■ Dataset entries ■
◇ ◇ ◇ ◇ ◇ ◇ ◇
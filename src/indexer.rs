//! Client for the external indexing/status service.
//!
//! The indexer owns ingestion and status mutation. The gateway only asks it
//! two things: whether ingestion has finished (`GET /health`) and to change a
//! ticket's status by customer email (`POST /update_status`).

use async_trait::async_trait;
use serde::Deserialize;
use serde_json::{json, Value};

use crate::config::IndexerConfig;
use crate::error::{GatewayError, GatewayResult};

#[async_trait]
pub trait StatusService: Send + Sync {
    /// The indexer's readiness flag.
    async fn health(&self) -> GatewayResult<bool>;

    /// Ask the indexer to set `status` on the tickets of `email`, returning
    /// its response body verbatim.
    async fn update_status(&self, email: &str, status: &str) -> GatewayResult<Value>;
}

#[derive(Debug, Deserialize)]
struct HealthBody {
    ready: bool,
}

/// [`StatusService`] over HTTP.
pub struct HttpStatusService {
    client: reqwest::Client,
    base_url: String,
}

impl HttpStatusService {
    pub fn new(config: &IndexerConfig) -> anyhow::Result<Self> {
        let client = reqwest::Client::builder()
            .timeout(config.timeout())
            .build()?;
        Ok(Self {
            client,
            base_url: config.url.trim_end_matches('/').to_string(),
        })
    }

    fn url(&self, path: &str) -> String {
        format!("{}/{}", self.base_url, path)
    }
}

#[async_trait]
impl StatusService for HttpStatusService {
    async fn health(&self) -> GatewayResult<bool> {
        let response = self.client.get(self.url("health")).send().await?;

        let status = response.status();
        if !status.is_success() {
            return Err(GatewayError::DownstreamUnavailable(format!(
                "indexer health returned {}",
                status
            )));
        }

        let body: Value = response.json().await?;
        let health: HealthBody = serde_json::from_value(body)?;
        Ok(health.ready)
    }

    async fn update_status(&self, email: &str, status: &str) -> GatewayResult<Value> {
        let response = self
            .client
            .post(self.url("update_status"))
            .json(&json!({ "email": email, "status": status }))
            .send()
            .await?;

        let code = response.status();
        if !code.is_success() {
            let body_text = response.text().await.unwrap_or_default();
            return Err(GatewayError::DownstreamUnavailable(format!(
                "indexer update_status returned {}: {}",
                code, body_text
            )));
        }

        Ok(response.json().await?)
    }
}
◇ ◇ ◇ ◇ ◇ ◇ ◇
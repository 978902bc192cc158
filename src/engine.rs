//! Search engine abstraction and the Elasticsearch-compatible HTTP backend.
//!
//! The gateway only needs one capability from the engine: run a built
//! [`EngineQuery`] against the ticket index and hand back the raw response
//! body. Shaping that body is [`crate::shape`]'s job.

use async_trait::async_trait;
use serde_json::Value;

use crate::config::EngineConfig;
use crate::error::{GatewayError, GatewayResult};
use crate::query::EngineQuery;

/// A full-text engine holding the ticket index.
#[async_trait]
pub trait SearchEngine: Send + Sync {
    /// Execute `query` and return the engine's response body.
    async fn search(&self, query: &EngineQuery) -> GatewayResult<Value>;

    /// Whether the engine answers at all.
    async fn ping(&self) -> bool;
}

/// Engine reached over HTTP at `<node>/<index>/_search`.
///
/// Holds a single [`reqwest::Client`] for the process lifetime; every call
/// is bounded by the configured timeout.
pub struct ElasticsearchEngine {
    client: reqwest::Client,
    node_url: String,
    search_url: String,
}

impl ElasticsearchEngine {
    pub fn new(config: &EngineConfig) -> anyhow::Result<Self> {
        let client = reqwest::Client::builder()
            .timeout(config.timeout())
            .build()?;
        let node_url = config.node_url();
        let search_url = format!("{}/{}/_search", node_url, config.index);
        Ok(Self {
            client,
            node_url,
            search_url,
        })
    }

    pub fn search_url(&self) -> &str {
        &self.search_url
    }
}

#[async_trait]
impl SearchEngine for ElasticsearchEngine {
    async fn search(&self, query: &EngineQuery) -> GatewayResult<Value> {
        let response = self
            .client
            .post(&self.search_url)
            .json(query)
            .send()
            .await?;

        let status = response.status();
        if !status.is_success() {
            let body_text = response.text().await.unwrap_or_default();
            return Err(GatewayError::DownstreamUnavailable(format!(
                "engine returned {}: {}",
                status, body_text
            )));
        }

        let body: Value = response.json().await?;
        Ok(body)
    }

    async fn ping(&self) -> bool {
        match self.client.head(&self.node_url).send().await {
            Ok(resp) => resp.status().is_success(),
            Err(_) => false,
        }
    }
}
◇ ◇ ◇ ◇ ◇ ◇ ◇
■ Task details ■
When you reach the line holding "filename src/indexer.rs" in the records above, begin reproducing exactly, stop after the line holding "#[derive(Debug, Deserialize)]", and output nothing else.

■ Answer to this task ■
filename src/indexer.rs
//! Client for the external indexing/status service.
//!
//! The indexer owns ingestion and status mutation. The gateway only asks it
//! two things: whether ingestion has finished (`GET /health`) and to change a
//! ticket's status by customer email (`POST /update_status`).

use async_trait::async_trait;
use serde::Deserialize;
use serde_json::{json, Value};

use crate::config::IndexerConfig;
use crate::error::{GatewayError, GatewayResult};

#[async_trait]
pub trait StatusService: Send + Sync {
    /// The indexer's readiness flag.
    async fn health(&self) -> GatewayResult<bool>;

    /// Ask the indexer to set `status` on the tickets of `email`, returning
    /// its response body verbatim.
    async fn update_status(&self, email: &str, status: &str) -> GatewayResult<Value>;
}

#[derive(Debug, Deserialize)]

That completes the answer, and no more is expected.